(Data to use begins)

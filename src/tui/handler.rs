//! Event handler for the TUI
//!
//! Routes key events to field editing, step navigation, and submissions.
//! Digit fields are filtered as they are typed; display grouping happens in
//! the views, never in the stored value.

use anyhow::Result;
use crossterm::event::{KeyCode, KeyEvent, KeyModifiers};

use crate::models::FundTransferRequest;

use super::app::{App, PendingAction};
use super::event::Event;

/// Handle an incoming event
pub fn handle_event(app: &mut App, event: Event) -> Result<()> {
    match event {
        Event::Key(key) => handle_key_event(app, key),
        Event::Tick | Event::Resize(_, _) => Ok(()),
    }
}

fn handle_key_event(app: &mut App, key: KeyEvent) -> Result<()> {
    // A blocking alert swallows everything until dismissed
    if app.alert.is_some() {
        if matches!(key.code, KeyCode::Esc | KeyCode::Enter) {
            app.dismiss_alert();
        }
        return Ok(());
    }

    // Global keys
    match key.code {
        KeyCode::Char('c') if key.modifiers.contains(KeyModifiers::CONTROL) => {
            app.quit();
            return Ok(());
        }
        KeyCode::F(2) => {
            app.store.toggle_debug();
            return Ok(());
        }
        KeyCode::F(3) if app.store.step() == 4 => {
            app.show_form_detail = !app.show_form_detail;
            app.focused_field = 0;
            return Ok(());
        }
        KeyCode::F(5) => {
            app.pending = Some(PendingAction::Reset);
            return Ok(());
        }
        KeyCode::Esc => {
            // Back one step; the store refuses at the bounds and while
            // unauthenticated
            app.store.retreat_step();
            app.focused_field = 0;
            return Ok(());
        }
        KeyCode::Enter => {
            app.pending = Some(PendingAction::Submit);
            return Ok(());
        }
        KeyCode::Tab | KeyCode::Down => {
            app.focus_next();
            return Ok(());
        }
        KeyCode::BackTab | KeyCode::Up => {
            app.focus_prev();
            return Ok(());
        }
        _ => {}
    }

    // Read-only screens may quit with q
    if matches!(app.store.step(), 3 | 5) {
        if let KeyCode::Char('q') = key.code {
            app.quit();
            return Ok(());
        }
    }

    // Field editing
    match key.code {
        KeyCode::Char(c) => handle_char(app, c),
        KeyCode::Backspace => handle_backspace(app),
        KeyCode::Left | KeyCode::Right => handle_toggle(app),
        _ => {}
    }

    Ok(())
}

/// Append a character to the focused field, applying the field's mask
fn handle_char(app: &mut App, c: char) {
    if c == ' ' {
        handle_toggle(app);
        return;
    }
    if c.is_control() {
        return;
    }

    match (app.store.step(), app.focused_field) {
        // Step 1: transaction setup
        (1, 2) => push_field(
            app,
            c,
            true,
            |app| app.store.inquiry_request().kode_bank.clone(),
            |app, v| app.store.set_kode_bank(v),
        ),
        (1, 3) => push_field(
            app,
            c,
            true,
            |app| app.store.inquiry_request().kode_instansi.clone(),
            |app, v| app.store.set_kode_instansi(v),
        ),
        (1, 4) => push_field(
            app,
            c,
            true,
            |app| app.store.inquiry_request().kode_produk.clone(),
            |app, v| app.store.set_kode_produk(v),
        ),
        (1, 5) => push_field(
            app,
            c,
            false,
            |app| app.store.inquiry_request().kode_kantor_tx.clone(),
            |app, v| app.store.set_kode_kantor_tx(v),
        ),

        // Step 2: inquiry target
        (2, 0) => push_field(
            app,
            c,
            true,
            |app| app.store.inquiry_request().nomor_va.clone(),
            |app, v| app.store.set_nomor_va(v),
        ),
        (2, 1) => push_field(
            app,
            c,
            true,
            |app| app.store.inquiry_request().nomor_identitas.clone(),
            |app, v| app.store.set_nomor_identitas(v),
        ),
        (2, 2) => push_field(
            app,
            c,
            true,
            |app| app.store.inquiry_request().stan.clone(),
            |app, v| app.store.set_stan(v),
        ),
        (2, 3) => push_field(
            app,
            c,
            true,
            |app| app.store.inquiry_request().rrn.clone(),
            |app, v| app.store.set_rrn(v),
        ),

        // Step 4: amount is locked while the inquiry fixes it (mode "1")
        (4, 0) => {
            if app.store.mode_transaksi() != "1" && c.is_ascii_digit() {
                let mut v = app.store.payment_va_request().nominal_va.clone();
                v.push(c);
                app.store.set_nominal_va(v);
            }
        }
        (4, 1) => edit_transfer(app, |req| push_masked(&mut req.nomor_va, c, true)),
        (4, 2) => edit_transfer(app, |req| push_masked(&mut req.nominal, c, true)),
        // Source account is free text, like the remark
        (4, 3) => edit_transfer(app, |req| push_masked(&mut req.from_account, c, false)),
        (4, 4) => edit_transfer(app, |req| push_masked(&mut req.keterangan, c, false)),
        (4, 5) => edit_transfer(app, |req| push_masked(&mut req.stan, c, true)),
        (4, 6) => edit_transfer(app, |req| push_masked(&mut req.rrn, c, true)),

        _ => {}
    }
}

/// Remove the last character of the focused field
fn handle_backspace(app: &mut App) {
    match (app.store.step(), app.focused_field) {
        (1, 2) => pop_field(
            app,
            |app| app.store.inquiry_request().kode_bank.clone(),
            |app, v| app.store.set_kode_bank(v),
        ),
        (1, 3) => pop_field(
            app,
            |app| app.store.inquiry_request().kode_instansi.clone(),
            |app, v| app.store.set_kode_instansi(v),
        ),
        (1, 4) => pop_field(
            app,
            |app| app.store.inquiry_request().kode_produk.clone(),
            |app, v| app.store.set_kode_produk(v),
        ),
        (1, 5) => pop_field(
            app,
            |app| app.store.inquiry_request().kode_kantor_tx.clone(),
            |app, v| app.store.set_kode_kantor_tx(v),
        ),

        (2, 0) => pop_field(
            app,
            |app| app.store.inquiry_request().nomor_va.clone(),
            |app, v| app.store.set_nomor_va(v),
        ),
        (2, 1) => pop_field(
            app,
            |app| app.store.inquiry_request().nomor_identitas.clone(),
            |app, v| app.store.set_nomor_identitas(v),
        ),
        (2, 2) => pop_field(
            app,
            |app| app.store.inquiry_request().stan.clone(),
            |app, v| app.store.set_stan(v),
        ),
        (2, 3) => pop_field(
            app,
            |app| app.store.inquiry_request().rrn.clone(),
            |app, v| app.store.set_rrn(v),
        ),

        (4, 0) => {
            if app.store.mode_transaksi() != "1" {
                let mut v = app.store.payment_va_request().nominal_va.clone();
                v.pop();
                app.store.set_nominal_va(v);
            }
        }
        (4, 1) => edit_transfer(app, |req| {
            req.nomor_va.pop();
        }),
        (4, 2) => edit_transfer(app, |req| {
            req.nominal.pop();
        }),
        (4, 3) => edit_transfer(app, |req| {
            req.from_account.pop();
        }),
        (4, 4) => edit_transfer(app, |req| {
            req.keterangan.pop();
        }),
        (4, 5) => edit_transfer(app, |req| {
            req.stan.pop();
        }),
        (4, 6) => edit_transfer(app, |req| {
            req.rrn.pop();
        }),

        _ => {}
    }
}

/// Toggle fields (identity kind, transaction mode) on step 1
fn handle_toggle(app: &mut App) {
    if app.store.step() != 1 {
        return;
    }
    match app.focused_field {
        0 => {
            let next = if app.store.jenis_id() == 1 { 2 } else { 1 };
            app.store.set_jenis_id(next);
        }
        1 => {
            let next = if app.store.mode_transaksi() == "1" { "2" } else { "1" };
            app.store.set_mode_transaksi(next);
        }
        _ => {}
    }
}

fn push_masked(value: &mut String, c: char, digits_only: bool) {
    if digits_only && !c.is_ascii_digit() {
        return;
    }
    value.push(c);
}

fn push_field(
    app: &mut App,
    c: char,
    digits_only: bool,
    get: impl Fn(&App) -> String,
    set: impl Fn(&mut App, String),
) {
    let mut value = get(app);
    push_masked(&mut value, c, digits_only);
    set(app, value);
}

fn pop_field(app: &mut App, get: impl Fn(&App) -> String, set: impl Fn(&mut App, String)) {
    let mut value = get(app);
    value.pop();
    set(app, value);
}

/// Clone-modify-replace on the fund-transfer request, keeping the store's
/// wholesale-replacement contract
fn edit_transfer(app: &mut App, f: impl FnOnce(&mut FundTransferRequest)) {
    let mut request = app.store.fund_transfer_request().clone();
    f(&mut request);
    app.store.set_fund_transfer_request(request);
}

#[cfg(test)]
mod tests {
    use super::*;
    use crate::config::Settings;
    use crate::error::{TellerError, TellerResult};
    use crate::gateway::{ExternalGateway, InternalGateway};
    use crate::models::{InquiryRequest, InquiryResponse, PaymentVaRequest, ResponseStatus};

    struct OfflineExternal;

    impl ExternalGateway for OfflineExternal {
        fn authenticate(&self) -> TellerResult<String> {
            Err(TellerError::gateway(503, "offline"))
        }

        fn inquiry(&self, _: &InquiryRequest, _: &str) -> TellerResult<InquiryResponse> {
            Err(TellerError::gateway(503, "offline"))
        }

        fn payment_va(&self, _: &PaymentVaRequest, _: &str) -> TellerResult<InquiryResponse> {
            Err(TellerError::gateway(503, "offline"))
        }
    }

    struct OfflineInternal;

    impl InternalGateway for OfflineInternal {
        fn authenticate(&self) -> TellerResult<String> {
            Err(TellerError::gateway(503, "offline"))
        }

        fn fund_transfer(&self, _: &FundTransferRequest, _: &str) -> TellerResult<ResponseStatus> {
            Err(TellerError::gateway(503, "offline"))
        }

        fn balance(&self, _: &str, _: &str) -> TellerResult<ResponseStatus> {
            Err(TellerError::gateway(503, "offline"))
        }
    }

    fn test_app() -> App {
        let mut app = App::new(
            Settings::default(),
            Box::new(OfflineInternal),
            Box::new(OfflineExternal),
        );
        // Editing never runs the queued startup authentication
        app.pending = None;
        app
    }

    fn type_str(app: &mut App, s: &str) {
        for c in s.chars() {
            handle_event(app, Event::Key(KeyEvent::from(KeyCode::Char(c)))).unwrap();
        }
    }

    #[test]
    fn test_from_account_accepts_free_text() {
        let mut app = test_app();
        app.store.set_step(4);
        app.focused_field = 3;

        type_str(&mut app, "GL-012x");
        assert_eq!(app.store.fund_transfer_request().from_account, "GL-012x");
    }

    #[test]
    fn test_digit_fields_drop_non_digits() {
        let mut app = test_app();
        app.store.set_step(2);
        app.focused_field = 0;

        type_str(&mut app, "12ab34");
        assert_eq!(app.store.inquiry_request().nomor_va, "1234");
    }

    #[test]
    fn test_backspace_trims_from_account() {
        let mut app = test_app();
        app.store.set_step(4);
        app.focused_field = 3;

        type_str(&mut app, "acct-9");
        handle_event(&mut app, Event::Key(KeyEvent::from(KeyCode::Backspace))).unwrap();
        assert_eq!(app.store.fund_transfer_request().from_account, "acct-");
    }
}
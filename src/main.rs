//! trl: fine-tune and chat with transformer models from the command line

use anyhow::Result;

fn main() -> Result<()> {
    trl_cli::cli::run()
}
//! HEAD commit discovery
//!
//! Also compiled into the build script, so it depends on git2 and std only.

use std::path::{Path, PathBuf};

/// The commit HEAD points at and the files whose change moves it.
#[derive(Debug, Clone, PartialEq, Eq)]
pub struct HeadCommit {
    /// Full 40-character hash.
    pub hash: String,
    pub watched: Vec<PathBuf>,
}

/// HEAD of the repository containing `start`. `None` outside a repository or
/// on an unborn branch.
pub fn head_commit(start: &Path) -> Option<HeadCommit> {
    let repo = git2::Repository::discover(start).ok()?;
    let head = repo.head().ok()?;
    let hash = head.target()?.to_string();

    let git_dir = repo.path();
    let mut watched = vec![git_dir.join("HEAD")];
    if let Some(name) = head.name() {
        watched.push(git_dir.join(name));
    }
    watched.push(git_dir.join("packed-refs"));
    watched.retain(|path| path.exists());

    Some(HeadCommit { hash, watched })
}

pub fn git_commit_hash(start: &Path) -> Option<String> {
    head_commit(start).map(|head| head.hash)
}
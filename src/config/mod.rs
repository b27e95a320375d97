//! Configuration loading and merging
//!
//! Combines command-line arguments with an optional YAML config file into
//! typed option groups, with precedence CLI > config file > declared defaults.

pub mod defaults;
pub mod groups;
pub mod loader;
pub mod parser;

pub use defaults::{install_defaults, InstalledDefaults};
pub use groups::{GroupRole, OptionGroup, OptionGroups};
pub use loader::{extract_env_and_settings, settings_to_args, EnvOverrides, YamlConfig};
pub use parser::{take_config_flag, ConfigParser, ParseOutput};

(Data to use ends)

Go through the entries above and pull out each line with "defaults" in it.

//! typed option groups, with precedence CLI > config file > declared defaults.
pub mod defaults;
pub use defaults::{install_defaults, InstalledDefaults};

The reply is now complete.